◆ YOUR TASK:
Copy every line of the data that contains the string "GroupType".

◆ INFORMATION SUPPLIED:
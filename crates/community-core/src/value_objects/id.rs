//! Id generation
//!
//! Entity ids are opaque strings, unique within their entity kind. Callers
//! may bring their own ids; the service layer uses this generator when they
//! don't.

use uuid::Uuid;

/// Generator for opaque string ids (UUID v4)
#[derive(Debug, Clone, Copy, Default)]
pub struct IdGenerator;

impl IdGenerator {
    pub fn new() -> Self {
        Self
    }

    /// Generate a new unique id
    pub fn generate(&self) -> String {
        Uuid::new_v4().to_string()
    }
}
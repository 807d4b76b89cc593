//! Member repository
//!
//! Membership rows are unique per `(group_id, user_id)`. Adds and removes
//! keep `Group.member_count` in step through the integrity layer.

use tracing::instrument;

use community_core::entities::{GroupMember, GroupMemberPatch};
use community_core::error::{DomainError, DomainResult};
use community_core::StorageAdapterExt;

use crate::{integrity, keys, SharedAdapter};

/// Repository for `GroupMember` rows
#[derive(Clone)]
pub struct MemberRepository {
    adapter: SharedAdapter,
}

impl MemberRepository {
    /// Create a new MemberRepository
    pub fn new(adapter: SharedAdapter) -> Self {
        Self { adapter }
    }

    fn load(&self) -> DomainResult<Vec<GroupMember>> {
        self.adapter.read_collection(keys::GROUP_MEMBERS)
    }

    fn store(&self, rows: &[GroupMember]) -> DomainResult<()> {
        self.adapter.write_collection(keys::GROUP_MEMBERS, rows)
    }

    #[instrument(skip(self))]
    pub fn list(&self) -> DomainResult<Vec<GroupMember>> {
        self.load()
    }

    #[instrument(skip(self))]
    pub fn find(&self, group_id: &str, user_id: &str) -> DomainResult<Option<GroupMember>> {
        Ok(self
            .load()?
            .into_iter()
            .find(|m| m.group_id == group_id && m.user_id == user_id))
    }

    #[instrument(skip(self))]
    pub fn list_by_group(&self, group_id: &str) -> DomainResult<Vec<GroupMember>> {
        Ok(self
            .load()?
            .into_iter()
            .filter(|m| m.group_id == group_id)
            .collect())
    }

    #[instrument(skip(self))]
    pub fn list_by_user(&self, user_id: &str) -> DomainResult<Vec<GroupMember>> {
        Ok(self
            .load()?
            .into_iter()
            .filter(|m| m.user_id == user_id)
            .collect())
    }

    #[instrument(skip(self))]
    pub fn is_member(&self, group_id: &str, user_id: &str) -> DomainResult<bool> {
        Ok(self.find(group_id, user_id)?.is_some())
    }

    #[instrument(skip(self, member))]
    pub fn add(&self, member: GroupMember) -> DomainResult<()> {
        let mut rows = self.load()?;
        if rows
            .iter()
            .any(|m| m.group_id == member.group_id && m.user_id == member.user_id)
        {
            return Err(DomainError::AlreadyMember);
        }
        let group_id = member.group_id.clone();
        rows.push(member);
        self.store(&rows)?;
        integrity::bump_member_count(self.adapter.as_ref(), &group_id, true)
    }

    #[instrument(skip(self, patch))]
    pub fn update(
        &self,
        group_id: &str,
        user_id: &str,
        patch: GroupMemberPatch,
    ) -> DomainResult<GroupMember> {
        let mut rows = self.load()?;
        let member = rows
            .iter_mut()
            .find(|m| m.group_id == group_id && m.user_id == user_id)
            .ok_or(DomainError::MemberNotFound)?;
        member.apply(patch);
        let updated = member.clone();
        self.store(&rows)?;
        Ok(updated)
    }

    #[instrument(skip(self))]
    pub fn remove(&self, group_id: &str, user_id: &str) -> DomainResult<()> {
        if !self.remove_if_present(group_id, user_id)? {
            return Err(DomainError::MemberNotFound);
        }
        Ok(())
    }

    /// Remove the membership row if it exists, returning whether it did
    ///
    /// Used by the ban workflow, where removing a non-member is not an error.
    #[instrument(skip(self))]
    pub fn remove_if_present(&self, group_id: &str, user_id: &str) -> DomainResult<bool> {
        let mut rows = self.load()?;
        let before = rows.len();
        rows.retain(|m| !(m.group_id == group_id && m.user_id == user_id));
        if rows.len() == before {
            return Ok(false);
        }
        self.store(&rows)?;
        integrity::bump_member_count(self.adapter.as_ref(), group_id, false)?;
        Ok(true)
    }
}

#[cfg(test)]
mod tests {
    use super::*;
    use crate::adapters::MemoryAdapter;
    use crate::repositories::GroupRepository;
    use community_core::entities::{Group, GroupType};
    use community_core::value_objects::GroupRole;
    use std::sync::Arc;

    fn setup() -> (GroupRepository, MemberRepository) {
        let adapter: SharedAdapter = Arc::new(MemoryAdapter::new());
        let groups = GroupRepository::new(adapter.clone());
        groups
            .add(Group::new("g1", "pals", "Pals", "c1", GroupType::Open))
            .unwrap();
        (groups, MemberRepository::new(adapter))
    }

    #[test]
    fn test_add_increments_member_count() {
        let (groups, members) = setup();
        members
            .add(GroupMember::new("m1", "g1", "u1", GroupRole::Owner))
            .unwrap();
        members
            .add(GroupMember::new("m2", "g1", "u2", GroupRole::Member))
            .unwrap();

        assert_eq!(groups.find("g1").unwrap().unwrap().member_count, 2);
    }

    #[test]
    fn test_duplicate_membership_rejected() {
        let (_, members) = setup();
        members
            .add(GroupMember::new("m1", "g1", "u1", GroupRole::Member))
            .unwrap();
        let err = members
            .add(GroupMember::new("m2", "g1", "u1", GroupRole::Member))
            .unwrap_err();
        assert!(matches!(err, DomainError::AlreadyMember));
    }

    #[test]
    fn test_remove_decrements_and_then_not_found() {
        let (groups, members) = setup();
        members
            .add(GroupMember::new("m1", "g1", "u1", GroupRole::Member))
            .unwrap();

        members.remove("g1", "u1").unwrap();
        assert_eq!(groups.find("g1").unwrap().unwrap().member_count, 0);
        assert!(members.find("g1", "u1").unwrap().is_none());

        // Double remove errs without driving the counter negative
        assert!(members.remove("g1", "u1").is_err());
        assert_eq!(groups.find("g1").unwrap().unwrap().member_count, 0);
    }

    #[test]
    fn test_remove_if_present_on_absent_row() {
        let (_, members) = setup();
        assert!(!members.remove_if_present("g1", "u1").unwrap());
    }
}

* * *

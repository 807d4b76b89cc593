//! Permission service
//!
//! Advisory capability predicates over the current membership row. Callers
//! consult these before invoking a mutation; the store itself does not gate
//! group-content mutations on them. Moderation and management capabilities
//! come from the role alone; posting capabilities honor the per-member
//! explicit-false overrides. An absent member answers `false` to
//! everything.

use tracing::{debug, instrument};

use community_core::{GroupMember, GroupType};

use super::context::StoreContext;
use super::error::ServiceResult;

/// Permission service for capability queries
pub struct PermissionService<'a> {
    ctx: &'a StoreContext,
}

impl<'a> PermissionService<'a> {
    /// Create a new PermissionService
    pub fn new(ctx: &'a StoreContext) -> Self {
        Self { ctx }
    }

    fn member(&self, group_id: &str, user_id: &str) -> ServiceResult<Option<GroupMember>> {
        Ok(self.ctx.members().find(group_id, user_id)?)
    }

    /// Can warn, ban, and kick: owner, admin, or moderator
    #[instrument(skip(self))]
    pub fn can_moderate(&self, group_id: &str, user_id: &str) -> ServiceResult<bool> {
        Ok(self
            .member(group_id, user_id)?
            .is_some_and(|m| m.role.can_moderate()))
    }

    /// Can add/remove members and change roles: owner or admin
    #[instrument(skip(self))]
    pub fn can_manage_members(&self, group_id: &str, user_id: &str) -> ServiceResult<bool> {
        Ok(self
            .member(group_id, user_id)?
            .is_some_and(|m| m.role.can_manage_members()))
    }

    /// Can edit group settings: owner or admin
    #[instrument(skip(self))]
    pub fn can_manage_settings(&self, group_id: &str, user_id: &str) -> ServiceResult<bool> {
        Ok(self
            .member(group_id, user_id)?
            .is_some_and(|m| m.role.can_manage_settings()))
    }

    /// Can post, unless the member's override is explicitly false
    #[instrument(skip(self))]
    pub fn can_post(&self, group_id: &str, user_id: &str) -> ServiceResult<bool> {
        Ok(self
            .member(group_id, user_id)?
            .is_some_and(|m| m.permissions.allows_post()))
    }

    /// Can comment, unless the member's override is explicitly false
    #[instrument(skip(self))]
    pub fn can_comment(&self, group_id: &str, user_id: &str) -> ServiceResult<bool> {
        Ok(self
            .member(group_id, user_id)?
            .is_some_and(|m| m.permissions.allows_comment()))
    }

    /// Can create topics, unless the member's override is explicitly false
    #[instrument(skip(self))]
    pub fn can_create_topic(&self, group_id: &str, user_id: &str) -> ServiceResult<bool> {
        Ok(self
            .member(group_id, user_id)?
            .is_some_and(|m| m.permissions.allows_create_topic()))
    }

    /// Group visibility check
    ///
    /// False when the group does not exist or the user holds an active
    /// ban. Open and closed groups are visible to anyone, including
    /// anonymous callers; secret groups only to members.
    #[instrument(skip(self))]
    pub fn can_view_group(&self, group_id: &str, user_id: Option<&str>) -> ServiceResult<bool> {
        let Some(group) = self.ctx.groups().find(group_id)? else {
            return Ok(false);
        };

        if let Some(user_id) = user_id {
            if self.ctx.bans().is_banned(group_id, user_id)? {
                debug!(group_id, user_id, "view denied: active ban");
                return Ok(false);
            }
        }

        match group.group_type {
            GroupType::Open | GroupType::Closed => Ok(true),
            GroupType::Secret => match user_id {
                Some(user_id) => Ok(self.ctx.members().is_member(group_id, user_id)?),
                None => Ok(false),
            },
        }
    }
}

...

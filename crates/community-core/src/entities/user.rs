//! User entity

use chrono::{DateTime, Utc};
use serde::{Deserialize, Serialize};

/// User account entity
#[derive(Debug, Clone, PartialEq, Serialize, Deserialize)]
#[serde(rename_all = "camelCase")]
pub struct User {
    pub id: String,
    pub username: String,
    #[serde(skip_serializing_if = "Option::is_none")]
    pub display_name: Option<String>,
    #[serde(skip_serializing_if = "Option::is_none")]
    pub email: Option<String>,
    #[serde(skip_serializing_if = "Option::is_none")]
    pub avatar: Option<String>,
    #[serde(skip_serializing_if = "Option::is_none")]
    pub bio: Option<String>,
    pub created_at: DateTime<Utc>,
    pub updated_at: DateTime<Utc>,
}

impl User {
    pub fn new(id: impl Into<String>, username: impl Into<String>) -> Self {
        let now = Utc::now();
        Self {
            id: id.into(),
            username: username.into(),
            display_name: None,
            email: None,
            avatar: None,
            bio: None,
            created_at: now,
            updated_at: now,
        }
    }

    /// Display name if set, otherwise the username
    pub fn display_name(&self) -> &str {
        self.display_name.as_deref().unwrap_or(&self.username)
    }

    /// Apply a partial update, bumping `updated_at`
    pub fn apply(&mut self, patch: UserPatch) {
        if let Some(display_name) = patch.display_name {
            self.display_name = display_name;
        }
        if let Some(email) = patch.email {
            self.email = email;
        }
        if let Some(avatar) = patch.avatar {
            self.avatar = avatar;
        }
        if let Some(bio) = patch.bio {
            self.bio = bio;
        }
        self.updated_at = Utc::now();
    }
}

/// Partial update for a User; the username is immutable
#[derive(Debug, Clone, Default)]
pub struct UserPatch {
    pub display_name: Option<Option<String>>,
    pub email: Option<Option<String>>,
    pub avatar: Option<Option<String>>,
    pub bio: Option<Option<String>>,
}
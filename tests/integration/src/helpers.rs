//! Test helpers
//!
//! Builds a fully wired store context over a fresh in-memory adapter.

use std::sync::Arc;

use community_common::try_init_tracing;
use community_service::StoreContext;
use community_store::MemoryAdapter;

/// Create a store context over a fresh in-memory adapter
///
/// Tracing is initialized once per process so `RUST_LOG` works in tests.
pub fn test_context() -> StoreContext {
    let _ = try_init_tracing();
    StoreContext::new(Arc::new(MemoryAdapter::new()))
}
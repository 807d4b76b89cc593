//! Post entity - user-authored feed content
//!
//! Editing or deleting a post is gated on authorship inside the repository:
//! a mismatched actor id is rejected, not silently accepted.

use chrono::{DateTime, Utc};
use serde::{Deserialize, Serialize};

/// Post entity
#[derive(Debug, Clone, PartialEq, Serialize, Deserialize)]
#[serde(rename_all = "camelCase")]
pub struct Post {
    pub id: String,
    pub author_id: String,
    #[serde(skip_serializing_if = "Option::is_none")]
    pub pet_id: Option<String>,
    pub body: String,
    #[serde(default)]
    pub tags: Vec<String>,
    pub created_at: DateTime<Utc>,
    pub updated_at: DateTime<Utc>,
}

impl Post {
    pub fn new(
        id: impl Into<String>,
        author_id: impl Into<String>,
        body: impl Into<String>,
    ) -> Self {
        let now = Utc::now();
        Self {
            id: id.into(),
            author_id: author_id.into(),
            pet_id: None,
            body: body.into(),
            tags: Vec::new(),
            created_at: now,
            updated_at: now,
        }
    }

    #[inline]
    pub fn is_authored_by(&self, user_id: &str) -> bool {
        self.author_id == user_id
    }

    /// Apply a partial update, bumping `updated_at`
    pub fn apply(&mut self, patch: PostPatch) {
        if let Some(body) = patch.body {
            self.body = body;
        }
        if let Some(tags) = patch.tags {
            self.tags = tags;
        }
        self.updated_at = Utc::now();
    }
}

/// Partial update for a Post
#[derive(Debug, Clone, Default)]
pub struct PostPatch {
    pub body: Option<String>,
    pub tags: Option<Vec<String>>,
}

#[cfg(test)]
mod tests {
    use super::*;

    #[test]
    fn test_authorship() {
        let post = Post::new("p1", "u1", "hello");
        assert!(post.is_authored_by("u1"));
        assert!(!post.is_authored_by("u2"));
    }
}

◆ RESPONSE TO THIS TASK:
    use community_core::entities::{Group, GroupType};
            .add(Group::new("g1", "pals", "Pals", "c1", GroupType::Open))
use community_core::{GroupMember, GroupType};
            GroupType::Open | GroupType::Closed => Ok(true),
            GroupType::Secret => match user_id {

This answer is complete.